The prehistory of handedness: Archaeological data and comparative ethology

Abstract

Homo sapiens sapiens displays a species wide lateralised hand preference, with 85% of individuals in all populations being right-handed for most manual actions. In contrast, no other great ape species shows such strong and consistent population level biases, indicating that extremes of both direction and strength of manual laterality (i.e., species-wide right-handedness) may have emerged after divergence from the last common ancestor. To reconstruct the hand use patterns of early hominins, laterality is assessed in prehistoric artefacts. Group right side biases are well established from the Neanderthals onward, while patchy evidence from older fossils and artefacts indicates a preponderance of right-handed individuals. Individual hand preferences and group level biases can occur in chimpanzees and other apes for skilled tool use and food processing. Comparing these findings with human ethological data on spontaneous hand use reveals that the great ape clade (including humans) probably has a common effect at the individual level, such that a person can vary from ambidextrous to completely lateralised depending on the action. However, there is currently no theoretical model to explain this result. The degree of task complexity and bimanual complementarity have been proposed as factors affecting lateralisation strength. When primatology meets palaeoanthropology, the evidence suggests species-level right-handedness may have emerged through the social transmission of increasingly complex, bimanually differentiated, tool using activities.

Introduction

Human hand use patterns can be characterised as complementary role differentiation (CRD). The CRD model of bimanual action derives from the Kinematic Chain model, which was proposed by Guiard (1987) and applied by Uomini (2006a) to the prehistoric activities that offer evidence for handedness (Steele and Uomini, 2009). In this model, one hand executes high frequency tasks (involving finer temporal and spatial resolution) while the other hand performs low frequency tasks (such as supporting an object).
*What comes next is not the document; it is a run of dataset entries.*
//! Type aliases for single-threaded shared UI state.
//!
//! The settings surface runs on the UI thread only, so shared state uses
//! `Rc<RefCell<T>>` rather than locks.

use std::cell::RefCell;
use std::rc::Rc;

/// A reference-counted, interior-mutable wrapper for single-threaded sharing.
pub type Shared<T> = Rc<RefCell<T>>;

/// Wrap a value in a [`Shared`] cell.
pub fn shared<T>(value: T) -> Shared<T> {
    Rc::new(RefCell::new(value))
}
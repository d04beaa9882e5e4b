//! FlowPilot Params Crate
//!
//! Typed client over the persisted key-value store shared by the dashboard
//! and its helper processes, plus the in-memory and directory backends.

pub mod client;
pub mod dir;
pub mod error;
pub mod key;
pub mod keys;
pub mod memory;
pub mod store;
pub mod value;

pub use client::Params;
pub use dir::DirStore;
pub use error::{ParamsError, ParamsResult};
pub use key::{is_valid_key, ParamKey};
pub use memory::MemoryStore;
pub use store::ParamStore;
pub use value::ParamValue;
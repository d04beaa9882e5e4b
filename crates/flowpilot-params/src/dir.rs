//! Directory-backed parameter store
//!
//! Each key is a file directly under the root directory whose contents are
//! the raw value bytes. This is the layout shared with the rest of the
//! dashboard, so writes must be atomic: a temp file in the same directory is
//! written, synced and renamed over the key file.

use crate::error::{ParamsError, ParamsResult};
use crate::key::{is_valid_key, validate_key};
use crate::store::ParamStore;
use crate::value::ParamValue;
use std::fs;
use std::io::{self, Write};
use std::path::{Path, PathBuf};
use tempfile::NamedTempFile;

/// Store that keeps one file per key.
#[derive(Debug, Clone)]
pub struct DirStore {
    root: PathBuf,
}

impl DirStore {
    /// Open a store rooted at `root`, creating the directory if needed
    pub fn open(root: impl Into<PathBuf>) -> ParamsResult<Self> {
        let root = root.into();
        fs::create_dir_all(&root).map_err(|e| {
            ParamsError::unavailable(format!("cannot create {}: {}", root.display(), e))
        })?;
        tracing::debug!("Opened parameter directory {}", root.display());
        Ok(Self { root })
    }

    /// Root directory of the store
    pub fn root(&self) -> &Path {
        &self.root
    }

    fn key_path(&self, key: &str) -> PathBuf {
        self.root.join(key)
    }

    fn ensure_root(&self) -> ParamsResult<()> {
        if self.root.is_dir() {
            Ok(())
        } else {
            Err(ParamsError::unavailable(format!(
                "parameter directory {} is missing",
                self.root.display()
            )))
        }
    }
}

impl ParamStore for DirStore {
    fn read(&self, key: &str) -> ParamsResult<ParamValue> {
        if !is_valid_key(key) {
            return Ok(ParamValue::Absent);
        }
        match fs::read(self.key_path(key)) {
            Ok(bytes) => Ok(ParamValue::Text(
                String::from_utf8_lossy(&bytes).into_owned(),
            )),
            Err(e) if e.kind() == io::ErrorKind::NotFound => {
                self.ensure_root()?;
                Ok(ParamValue::Absent)
            }
            Err(e) => Err(ParamsError::unavailable(format!(
                "failed to read {}: {}",
                key, e
            ))),
        }
    }

    fn write(&self, key: &str, value: ParamValue) -> ParamsResult<()> {
        let Some(bytes) = value.to_bytes() else {
            return self.remove(key);
        };
        validate_key(key)?;
        self.ensure_root()?;

        let write_err =
            |e: io::Error| ParamsError::unavailable(format!("failed to write {}: {}", key, e));
        let mut tmp = NamedTempFile::new_in(&self.root).map_err(write_err)?;
        tmp.write_all(&bytes).map_err(write_err)?;
        tmp.as_file().sync_all().map_err(write_err)?;
        tmp.persist(self.key_path(key))
            .map_err(|e| write_err(e.error))?;

        tracing::debug!("Wrote parameter {} ({} bytes)", key, bytes.len());
        Ok(())
    }

    fn remove(&self, key: &str) -> ParamsResult<()> {
        validate_key(key)?;
        match fs::remove_file(self.key_path(key)) {
            Ok(()) => Ok(()),
            Err(e) if e.kind() == io::ErrorKind::NotFound => self.ensure_root(),
            Err(e) => Err(ParamsError::unavailable(format!(
                "failed to remove {}: {}",
                key, e
            ))),
        }
    }

    fn backend_name(&self) -> &'static str {
        "directory"
    }
}
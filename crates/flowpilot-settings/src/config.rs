//! Application configuration.
//!
//! Loaded from a `.toml` or `.json` file; the extension picks the format.
//! Every section has defaults, so a missing file or a partial one is fine.

use crate::controller::{ControllerOptions, UnknownPanelPolicy};
use crate::error::{ConfigError, ConfigResult};
use crate::panel::{Environment, PanelName};
use crate::screen::ScreenOptions;
use serde::{Deserialize, Serialize};
use std::path::{Path, PathBuf};

/// Which parameter store backend to use
#[derive(Debug, Clone, Copy, PartialEq, Eq, Default, Serialize, Deserialize)]
#[serde(rename_all = "lowercase")]
pub enum ParamsBackend {
    /// One file per key under a directory
    #[default]
    Directory,
    /// Process-local, lost on exit
    Memory,
}

impl std::fmt::Display for ParamsBackend {
    fn fmt(&self, f: &mut std::fmt::Formatter<'_>) -> std::fmt::Result {
        match self {
            Self::Directory => write!(f, "directory"),
            Self::Memory => write!(f, "memory"),
        }
    }
}

/// Parameter store settings
#[derive(Debug, Clone, PartialEq, Eq, Serialize, Deserialize)]
#[serde(default)]
pub struct ParamsSettings {
    pub backend: ParamsBackend,
    /// Root directory of the directory backend
    pub path: PathBuf,
}

impl Default for ParamsSettings {
    fn default() -> Self {
        Self {
            backend: ParamsBackend::Directory,
            path: AppConfig::default_params_path(),
        }
    }
}

/// Hardware facts
#[derive(Debug, Clone, Default, PartialEq, Eq, Serialize, Deserialize)]
#[serde(default)]
pub struct DeviceSettings {
    /// Device has a separate wide-angle road camera
    pub has_wide_camera: bool,
    /// Overrides the detected platform name
    pub platform_name: Option<String>,
}

/// Settings screen preferences
#[derive(Debug, Clone, PartialEq, Eq, Serialize, Deserialize)]
#[serde(default)]
pub struct UiSettings {
    /// Panel shown when the screen opens
    pub default_panel: String,
    pub viewport_width: u32,
    pub viewport_height: u32,
    /// Rows visible without scrolling
    pub rows_per_page: usize,
    pub unknown_panel_policy: UnknownPanelPolicy,
}

impl Default for UiSettings {
    fn default() -> Self {
        Self {
            default_panel: PanelName::DEVICE.to_string(),
            viewport_width: 1280,
            viewport_height: 720,
            rows_per_page: 8,
            unknown_panel_policy: UnknownPanelPolicy::default(),
        }
    }
}

/// Top-level configuration
#[derive(Debug, Clone, Default, PartialEq, Eq, Serialize, Deserialize)]
#[serde(default)]
pub struct AppConfig {
    pub params: ParamsSettings,
    pub device: DeviceSettings,
    pub ui: UiSettings,
}

const KNOWN_PANELS: [PanelName; 3] = [PanelName::DEVICE, PanelName::SOFTWARE, PanelName::TOGGLES];

impl AppConfig {
    /// Create config with defaults
    pub fn new() -> Self {
        Self::default()
    }

    /// `<config dir>/flowpilot/settings.toml`
    pub fn default_path() -> ConfigResult<PathBuf> {
        dirs::config_dir()
            .map(|dir| dir.join("flowpilot").join("settings.toml"))
            .ok_or_else(|| {
                ConfigError::ConfigDirectory("could not determine config directory".to_string())
            })
    }

    /// `<data dir>/flowpilot/params`, or `./params` when there is no data dir
    pub fn default_params_path() -> PathBuf {
        dirs::data_dir()
            .map(|dir| dir.join("flowpilot").join("params"))
            .unwrap_or_else(|| PathBuf::from("params"))
    }

    /// Load config from file (JSON or TOML)
    pub fn load_from_file(path: &Path) -> ConfigResult<Self> {
        let content = std::fs::read_to_string(path).map_err(|source| ConfigError::Read {
            path: path.to_path_buf(),
            source,
        })?;

        let config: Self = match Format::of(path)? {
            Format::Json => serde_json::from_str(&content)?,
            Format::Toml => toml::from_str(&content)?,
        };

        config.validate()?;
        Ok(config)
    }

    /// Load config from file, or defaults when the file does not exist
    pub fn load_or_default(path: &Path) -> ConfigResult<Self> {
        if path.exists() {
            tracing::debug!("Loading config from {}", path.display());
            Self::load_from_file(path)
        } else {
            tracing::info!("No config at {}, using defaults", path.display());
            Ok(Self::default())
        }
    }

    /// Save config to file (JSON or TOML)
    pub fn save_to_file(&self, path: &Path) -> ConfigResult<()> {
        self.validate()?;

        let content = match Format::of(path)? {
            Format::Json => serde_json::to_string_pretty(self)?,
            Format::Toml => toml::to_string_pretty(self)?,
        };

        if let Some(parent) = path.parent().filter(|p| !p.as_os_str().is_empty()) {
            std::fs::create_dir_all(parent).map_err(|source| ConfigError::Write {
                path: parent.to_path_buf(),
                source,
            })?;
        }
        std::fs::write(path, content).map_err(|source| ConfigError::Write {
            path: path.to_path_buf(),
            source,
        })?;

        Ok(())
    }

    /// Validate configuration
    pub fn validate(&self) -> ConfigResult<()> {
        if self.params.backend == ParamsBackend::Directory
            && self.params.path.as_os_str().is_empty()
        {
            return Err(invalid("params.path", "must be set for the directory backend"));
        }

        if !KNOWN_PANELS
            .iter()
            .any(|p| p.as_str() == self.ui.default_panel)
        {
            return Err(invalid(
                "ui.default_panel",
                format!(
                    "unknown panel '{}', expected device, software or toggles",
                    self.ui.default_panel
                ),
            ));
        }

        if self.ui.viewport_width == 0 || self.ui.viewport_height == 0 {
            return Err(invalid("ui.viewport", "dimensions must be > 0"));
        }

        if self.ui.rows_per_page == 0 {
            return Err(invalid("ui.rows_per_page", "must be > 0"));
        }

        if let Some(name) = &self.device.platform_name {
            if name.trim().is_empty() {
                return Err(invalid("device.platform_name", "must not be blank"));
            }
        }

        Ok(())
    }

    pub fn environment(&self) -> Environment {
        Environment {
            has_wide_camera: self.device.has_wide_camera,
        }
    }

    /// Screen options derived from the `[ui]` and `[device]` sections
    pub fn screen_options(&self) -> ScreenOptions {
        ScreenOptions {
            controller: ControllerOptions {
                default_panel: PanelName::new(self.ui.default_panel.clone()),
                env: self.environment(),
                policy: self.ui.unknown_panel_policy,
                rows_per_page: self.ui.rows_per_page,
            },
            virtual_width: self.ui.viewport_width as f32,
            virtual_height: self.ui.viewport_height as f32,
        }
    }
}

enum Format {
    Json,
    Toml,
}

impl Format {
    fn of(path: &Path) -> ConfigResult<Self> {
        match path.extension().and_then(|ext| ext.to_str()) {
            Some("json") => Ok(Format::Json),
            Some("toml") => Ok(Format::Toml),
            other => Err(ConfigError::UnsupportedFormat(
                other.unwrap_or("<none>").to_string(),
            )),
        }
    }
}

fn invalid(key: &str, reason: impl Into<String>) -> ConfigError {
    ConfigError::Invalid {
        key: key.to_string(),
        reason: reason.into(),
    }
}
//! Parameter Store Client
//!
//! Typed accessor over a [`ParamStore`]. Unguarded getters fail with
//! `KeyNotFound` for absent keys; UI code is expected to use the guarded
//! `*_or` variants, which check existence first and fall back to a default.

use crate::error::{ParamsError, ParamsResult};
use crate::key::ParamKey;
use crate::store::ParamStore;
use crate::value::ParamValue;
use std::collections::BTreeMap;
use std::fmt;
use std::sync::Arc;

/// Cheaply cloneable handle to a parameter store.
#[derive(Clone)]
pub struct Params {
    store: Arc<dyn ParamStore>,
}

impl Params {
    /// Wrap a store
    pub fn new(store: impl ParamStore + 'static) -> Self {
        Self {
            store: Arc::new(store),
        }
    }

    /// Wrap an already shared store
    pub fn from_shared(store: Arc<dyn ParamStore>) -> Self {
        Self { store }
    }

    /// Name of the backing store
    pub fn backend_name(&self) -> &'static str {
        self.store.backend_name()
    }

    /// True iff a value has been written for `key`. Never fails.
    pub fn exists(&self, key: &str) -> bool {
        match self.store.read(key) {
            Ok(value) => !value.is_absent(),
            Err(e) => {
                tracing::warn!("Existence check for {} failed: {}", key, e);
                false
            }
        }
    }

    /// Raw value of `key`
    pub fn get(&self, key: &str) -> ParamsResult<ParamValue> {
        self.store.read(key)
    }

    /// Text value of `key`; booleans read as `"1"`/`"0"`
    pub fn get_string(&self, key: &str) -> ParamsResult<String> {
        self.store
            .read(key)?
            .as_text()
            .ok_or_else(|| ParamsError::KeyNotFound(key.to_string()))
    }

    /// Boolean value of `key`
    pub fn get_bool(&self, key: &str) -> ParamsResult<bool> {
        let value = self.store.read(key)?;
        if value.is_absent() {
            return Err(ParamsError::KeyNotFound(key.to_string()));
        }
        value.as_bool().ok_or_else(|| ParamsError::TypeMismatch {
            key: key.to_string(),
            expected: "bool",
            found: value.to_string(),
        })
    }

    /// `exists(key) ? get_string(key) : default`
    pub fn get_string_or(&self, key: &str, default: &str) -> String {
        if !self.exists(key) {
            return default.to_string();
        }
        match self.get_string(key) {
            Ok(value) => value,
            Err(e) => {
                tracing::warn!("Falling back to default for {}: {}", key, e);
                default.to_string()
            }
        }
    }

    /// `exists(key) ? get_bool(key) : default`
    pub fn get_bool_or(&self, key: &str, default: bool) -> bool {
        if !self.exists(key) {
            return default;
        }
        match self.get_bool(key) {
            Ok(value) => value,
            Err(e) => {
                tracing::warn!("Falling back to default for {}: {}", key, e);
                default
            }
        }
    }

    /// True iff `key` exists and decodes to `expected`
    pub fn exists_and_compare(&self, key: &str, expected: bool) -> bool {
        self.exists(key) && self.get_bool(key).map(|v| v == expected).unwrap_or(false)
    }

    /// Upsert a boolean
    pub fn put_bool(&self, key: &str, value: bool) -> ParamsResult<()> {
        self.put(key, ParamValue::Bool(value))
    }

    /// Upsert a string
    pub fn put_string(&self, key: &str, value: &str) -> ParamsResult<()> {
        self.put(key, ParamValue::text(value))
    }

    /// Upsert a raw value; `Absent` removes the key
    pub fn put(&self, key: &str, value: ParamValue) -> ParamsResult<()> {
        tracing::debug!("put {} = {}", key, value);
        self.store.write(key, value)
    }

    /// Delete `key`
    pub fn remove(&self, key: &str) -> ParamsResult<()> {
        self.store.remove(key)
    }

    /// Current values of `keys`, absent ones included
    pub fn snapshot(&self, keys: &[ParamKey]) -> ParamsResult<BTreeMap<String, ParamValue>> {
        keys.iter()
            .map(|key| Ok((key.to_string(), self.store.read(key.as_str())?)))
            .collect()
    }
}

impl fmt::Debug for Params {
    fn fmt(&self, f: &mut fmt::Formatter<'_>) -> fmt::Result {
        f.debug_struct("Params")
            .field("backend", &self.store.backend_name())
            .finish()
    }
}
Rather than one hand being “dominant,” the CRD model recognises that both hands have different but equally important roles (Corbetta and Thelen, 1996). “Right-handers” are thus defined as people who prefer to adopt the high frequency role with the right hand and the low frequency role with the left hand, as shown by experiments on humans for a complementary bimanual task requiring precision versus support (Hinckley, 1996, Hinckley et al., 1997). A hand role dichotomy appears to emerge between seven and thirteen months of age (Bresson et al., 1977, Ramsay et al., 1979, Michel et al., 1985, Kimmerle et al., 1995, Michel, 1998) and is well established by age three (Ingram, 1975, Gaillard, 1996), yet its genetic determinants are still unknown (Crow, 1998, Van Agtmael et al., 2001).
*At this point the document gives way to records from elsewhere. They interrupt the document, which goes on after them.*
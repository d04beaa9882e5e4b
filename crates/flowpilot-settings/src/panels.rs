//! The standard Device, Software and Toggles panels.

use crate::binding::{DisplayTransform, FieldBinding};
use crate::effect::{MetricFlagEffect, RecordSensorEffect};
use crate::error::SettingsResult;
use crate::host::{CameraType, DeviceCommand, ScreenRef, SensorRegistry};
use crate::panel::{
    BuildContext, Command, InfoSource, PanelDescriptor, PanelName, PanelRegistry, RowSpec,
};
use crate::state::SettingsStateWriter;
use flowpilot_params::keys;
use std::rc::Rc;

/// Sensor recorded by the "Record & Upload Road Camera" toggle
pub const ROAD_CAMERA_SENSOR: &str = "roadCamera";

/// Number of characters of the commit hash shown on the Software panel
pub const COMMIT_DISPLAY_LEN: usize = 10;

impl PanelRegistry {
    /// Registry holding the three standard panels.
    pub fn standard(
        state: Rc<SettingsStateWriter>,
        sensors: SensorRegistry,
    ) -> SettingsResult<Self> {
        let mut registry = PanelRegistry::new();
        registry.register(device_panel())?;
        registry.register(software_panel())?;
        registry.register(toggles_panel(state, sensors))?;
        Ok(registry)
    }
}

/// The wide calibration row only makes sense when a separate wide camera
/// exists and the device is not configured to drive on it alone.
pub fn show_wide_calibration(ctx: &BuildContext<'_>) -> bool {
    ctx.env.has_wide_camera
        && !ctx
            .params
            .exists_and_compare(keys::WIDE_CAMERA_ONLY.as_str(), true)
}

fn device_panel() -> PanelDescriptor {
    PanelDescriptor::new(PanelName::DEVICE, "Device")
        .row(RowSpec::field(
            "Dongle ID",
            FieldBinding::display(keys::DONGLE_ID, "N/A"),
        ))
        .row(RowSpec::field(
            "Device Manufacturer",
            FieldBinding::display(keys::DEVICE_MANUFACTURER, ""),
        ))
        .row(RowSpec::field(
            "Device Name",
            FieldBinding::display(keys::DEVICE_MODEL, ""),
        ))
        .row(RowSpec::action(
            "Reset Intrinsic Calibration",
            "RESET",
            Command::Navigate(ScreenRef::Calibration {
                camera: CameraType::Road,
                reset: true,
            }),
        ))
        .row(
            RowSpec::action(
                "Reset Wide Intrinsic Calibration",
                "RESET",
                Command::Navigate(ScreenRef::Calibration {
                    camera: CameraType::Wide,
                    reset: true,
                }),
            )
            .when(show_wide_calibration),
        )
        .row(RowSpec::field(
            "Reset Extrinsic Calibration",
            FieldBinding::trigger(keys::RESET_EXTRINSIC_CALIBRATION, "RESET"),
        ))
        .row(RowSpec::action(
            "Review Training Guide",
            "REVIEW",
            Command::Navigate(ScreenRef::Training),
        ))
        .row(RowSpec::action(
            "Reboot",
            "REBOOT",
            Command::Device(DeviceCommand::Reboot),
        ))
        .row(
            RowSpec::action(
                "Power Off",
                "POWER OFF",
                Command::Device(DeviceCommand::PowerOff),
            )
            .critical()
            .without_divider(),
        )
}

fn software_panel() -> PanelDescriptor {
    PanelDescriptor::new(PanelName::SOFTWARE, "Software")
        .row(RowSpec::field(
            "Version",
            FieldBinding::display(keys::VERSION, "")
                .with_transform(DisplayTransform::Prefix("flowpilot v".to_string())),
        ))
        .row(RowSpec::field(
            "Last Updated",
            FieldBinding::display(keys::LAST_UPDATE_TIME, "never")
                .with_transform(DisplayTransform::Timestamp),
        ))
        .row(RowSpec::action(
            "Check For Update",
            "CHECK",
            Command::Device(DeviceCommand::CheckForUpdate),
        ))
        .row(RowSpec::field(
            "Git Branch",
            FieldBinding::display(keys::GIT_BRANCH, ""),
        ))
        .row(RowSpec::field(
            "Git Commit",
            FieldBinding::display(keys::GIT_COMMIT, "")
                .with_transform(DisplayTransform::Truncate(COMMIT_DISPLAY_LEN)),
        ))
        .row(RowSpec::info("Device Type", InfoSource::Platform))
        .row(
            RowSpec::action(
                "Uninstall FlowPilot",
                "UNINSTALL",
                Command::Device(DeviceCommand::Uninstall),
            )
            .critical()
            .without_divider(),
        )
}

fn toggles_panel(state: Rc<SettingsStateWriter>, sensors: SensorRegistry) -> PanelDescriptor {
    PanelDescriptor::new(PanelName::TOGGLES, "Toggles")
        .row(RowSpec::field(
            "Enable FlowPilot",
            FieldBinding::toggle(keys::FLOWPILOT_ENABLED, false),
        ))
        .row(RowSpec::field(
            "Enable F3",
            FieldBinding::toggle(keys::F3, false),
        ))
        .row(RowSpec::field(
            "Enable Lane Departure Warnings",
            FieldBinding::toggle(keys::IS_LDW_ENABLED, false),
        ))
        .row(RowSpec::field(
            "Enable Right Hand Driving",
            FieldBinding::toggle(keys::IS_RHD, false),
        ))
        .row(RowSpec::field(
            "Use Metric System",
            FieldBinding::toggle(keys::IS_METRIC, false)
                .with_effect(Rc::new(MetricFlagEffect::new(state))),
        ))
        .row(RowSpec::field(
            "Record & Upload Road Camera",
            FieldBinding::toggle(keys::RECORD_ROAD, false)
                .with_effect(Rc::new(RecordSensorEffect::new(sensors, ROAD_CAMERA_SENSOR))),
        ))
        .row(RowSpec::field(
            "Record & Upload Driver Camera",
            FieldBinding::toggle(keys::RECORD_FRONT, false),
        ))
        .row(RowSpec::field(
            "Disable Use of LaneLines (alpha)",
            FieldBinding::toggle(keys::END_TO_END, false),
        ))
        .row(
            RowSpec::field(
                "Disengage on Accelerator Pedal",
                FieldBinding::toggle(keys::DISENGAGE_ON_ACCELERATOR, false),
            )
            .without_divider(),
        )
}

#[cfg(test)]
mod tests {
    use super::*;
    use crate::host::FixedPlatform;
    use crate::panel::{ButtonStyle, Environment, Panel, RowValue};
    use crate::state::{settings_state, SettingsState};
    use flowpilot_params::{MemoryStore, Params};

    fn registry() -> PanelRegistry {
        let (writer, _reader) = settings_state(SettingsState::default());
        PanelRegistry::standard(Rc::new(writer), SensorRegistry::new()).unwrap()
    }

    fn build(registry: &PanelRegistry, params: &Params, wide: bool, name: PanelName) -> Panel {
        let platform = FixedPlatform("Android".into());
        let ctx = BuildContext {
            params,
            env: Environment {
                has_wide_camera: wide,
            },
            platform: &platform,
        };
        registry.build_panel(&name, &ctx).unwrap()
    }

    #[test]
    fn test_standard_panels_in_order() {
        let registry = registry();
        assert_eq!(
            registry.names(),
            vec![PanelName::DEVICE, PanelName::SOFTWARE, PanelName::TOGGLES]
        );
    }

    #[test]
    fn test_device_panel_defaults() {
        let registry = registry();
        let params = Params::new(MemoryStore::new());
        let panel = build(&registry, &params, false, PanelName::DEVICE);
        assert_eq!(
            panel.labels(),
            vec![
                "Dongle ID",
                "Device Manufacturer",
                "Device Name",
                "Reset Intrinsic Calibration",
                "Reset Extrinsic Calibration",
                "Review Training Guide",
                "Reboot",
                "Power Off",
            ]
        );
        assert_eq!(
            panel.row("Dongle ID").unwrap().value,
            RowValue::Text("N/A".into())
        );
        assert_eq!(
            panel.row("Power Off").unwrap().value,
            RowValue::Button {
                caption: "POWER OFF".into(),
                style: ButtonStyle::Critical
            }
        );
    }

    #[test]
    fn test_wide_calibration_row_inclusion() {
        let registry = registry();
        let params = Params::new(MemoryStore::new());
        let has_wide = |params: &Params, wide: bool| {
            build(&registry, params, wide, PanelName::DEVICE)
                .row("Reset Wide Intrinsic Calibration")
                .is_some()
        };

        assert!(!has_wide(&params, false));
        assert!(has_wide(&params, true));

        params.put_bool("WideCameraOnly", false).unwrap();
        assert!(has_wide(&params, true));

        params.put_bool("WideCameraOnly", true).unwrap();
        assert!(!has_wide(&params, true));
        assert!(!has_wide(&params, false));
    }

    #[test]
    fn test_software_panel_transforms() {
        let registry = registry();
        let params = Params::new(MemoryStore::new());
        params.put_string("Version", "0.9.2").unwrap();
        params.put_string("GitBranch", "release").unwrap();
        params.put_string("GitCommit", "abcdefghijklmnop").unwrap();
        params
            .put_string("LastUpdateTime", "2025-01-05T08:15:00Z")
            .unwrap();

        let panel = build(&registry, &params, false, PanelName::SOFTWARE);
        let text = |label: &str| panel.row(label).unwrap().value.clone();
        assert_eq!(text("Version"), RowValue::Text("flowpilot v0.9.2".into()));
        assert_eq!(text("Git Branch"), RowValue::Text("release".into()));
        assert_eq!(text("Git Commit"), RowValue::Text("abcdefghij".into()));
        assert_eq!(
            text("Last Updated"),
            RowValue::Text("2025-01-05 08:15 UTC".into())
        );
        assert_eq!(text("Device Type"), RowValue::Text("Android".into()));
        assert_eq!(
            params.get_string("GitCommit").unwrap(),
            "abcdefghijklmnop"
        );
    }

    #[test]
    fn test_toggles_panel_all_unchecked_on_empty_store() {
        let registry = registry();
        let params = Params::new(MemoryStore::new());
        let panel = build(&registry, &params, false, PanelName::TOGGLES);
        assert_eq!(panel.rows.len(), 9);
        assert!(panel
            .rows
            .iter()
            .all(|row| row.value == RowValue::Toggle(false)));
    }
}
Beyond the individual, Homo sapiens sapiens displays lateralised hand preference at the species level. This means that a bias to the right-handed CRD pattern is found in all human populations around the world (reviewed in Llaurens et al., 2009), with the frequency of right handed persons in any given population varying between 74% and 96% (Hardyck and Petrinovich, 1977, Porac and Coren, 1981, McManus, 1991, Connolly and Bishop, 1992, Perelle and Ehrman, 1994, Annett, 2002, Raymond and Pontier, 2004, Faurie et al., 2005). There has never been any report of a human population in which left handed individuals predominate (Llaurens et al., 2009). In contrast to the human bias, it is clear from observations of experimental and spontaneous hand actions in captive and wild subjects that the non human primates do not show a species wide consistency in hand use patterns (Colell et al., 1995, Papademetriou et al., 2005). While group level biases can occur in some populations of chimpanzees (e.g., a rightward bias at Yerkes [Hopkins et al., 2007]) and for certain manual actions in some great apes (e.g., gorillas feeding on plants [Corp and Byrne, 2004]), there is no consistent pattern across populations at the species level, since some populations are claimed to show a leftward bias (e.g., for termite fishing in Gombe's wild chimpanzees [Lonsdorf and Hopkins, 2005]).
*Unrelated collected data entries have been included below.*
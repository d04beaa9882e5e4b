//! Error types for the settings crate.
//!
//! This module provides structured error types for panel switching, row
//! interaction, screen lifecycle and configuration loading.

use flowpilot_params::ParamsError;
use std::io;
use std::path::PathBuf;
use thiserror::Error;

/// Errors that can occur during settings operations.
#[derive(Error, Debug)]
pub enum SettingsError {
    /// A switch was requested to a panel that is not registered.
    #[error("Unknown settings panel: {0}")]
    InvalidPanelName(String),

    /// A panel with the same name is already registered.
    #[error("Panel '{0}' is already registered")]
    DuplicatePanel(String),

    /// A parameter is already owned by another writable binding.
    #[error("Parameter '{key}' is already bound by '{owner}', cannot bind it to '{label}'")]
    DuplicateBinding {
        key: String,
        owner: String,
        label: String,
    },

    /// A row index does not exist on the active panel.
    #[error("Row {row} is out of range for panel '{panel}' ({len} rows)")]
    RowOutOfRange {
        panel: String,
        row: usize,
        len: usize,
    },

    /// The row cannot be toggled or pressed.
    #[error("Row '{0}' is not interactive")]
    NotInteractive(String),

    /// A value of the wrong shape was supplied for a binding.
    #[error("Invalid value for '{key}': {reason}")]
    InvalidValue { key: String, reason: String },

    /// The screen must be shown before it can handle input.
    #[error("Settings screen is not visible")]
    NotVisible,

    /// The screen was disposed and cannot be reused.
    #[error("Settings screen has been disposed")]
    Disposed,

    /// The parameter store failed.
    #[error("Parameter store error: {0}")]
    Params(#[from] ParamsError),

    /// The configuration could not be loaded or saved.
    #[error("Config error: {0}")]
    Config(#[from] ConfigError),

    /// A host collaborator (renderer, device control) failed.
    #[error(transparent)]
    Collaborator(#[from] anyhow::Error),
}

/// Errors related to the application configuration file.
#[derive(Error, Debug)]
pub enum ConfigError {
    /// The configuration file could not be read.
    #[error("Failed to read config file {path}: {source}")]
    Read { path: PathBuf, source: io::Error },

    /// The configuration file could not be written.
    #[error("Failed to write config file {path}: {source}")]
    Write { path: PathBuf, source: io::Error },

    /// TOML deserialization error.
    #[error("Invalid TOML config: {0}")]
    Toml(#[from] toml::de::Error),

    /// TOML serialization error.
    #[error("Failed to serialize TOML config: {0}")]
    TomlSerialize(#[from] toml::ser::Error),

    /// JSON serialization/deserialization error.
    #[error("Invalid JSON config: {0}")]
    Json(#[from] serde_json::Error),

    /// The file extension is neither `.toml` nor `.json`.
    #[error("Unsupported config format: {0}")]
    UnsupportedFormat(String),

    /// A configuration value is invalid.
    #[error("Invalid setting '{key}': {reason}")]
    Invalid { key: String, reason: String },

    /// The configuration directory could not be found.
    #[error("Config directory error: {0}")]
    ConfigDirectory(String),
}

/// Result type alias for settings operations.
pub type SettingsResult<T> = Result<T, SettingsError>;

/// Result type alias for configuration operations.
pub type ConfigResult<T> = Result<T, ConfigError>;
Furthermore, these biases do not extend to all actions, nor do they reach the extreme degree of consistency seen in humans across all tasks including unimanual actions (McManus, 1985, Hopkins, 2006). As discussed below in more detail, the compilation of research led by various authors suggests that a species-wide group level manual preference across all tasks is not the norm in primates. Therefore, human handedness is unique in both its direction (rightward CRD pattern) and its strength (species wide preference), and remains to be explained in evolutionary terms.

The timing and context for the emergence of species handedness in hominins is therefore of much interest to palaeoanthropologists. Combining palaeoanthropology with primatology can help us decide whether human and nonhuman hand preference patterns are part of the same continuum, or are qualitatively different. A selection of archaeological and primatological findings for hand preference is discussed in a comparative framework, with a special focus on the population- versus species-level distinction.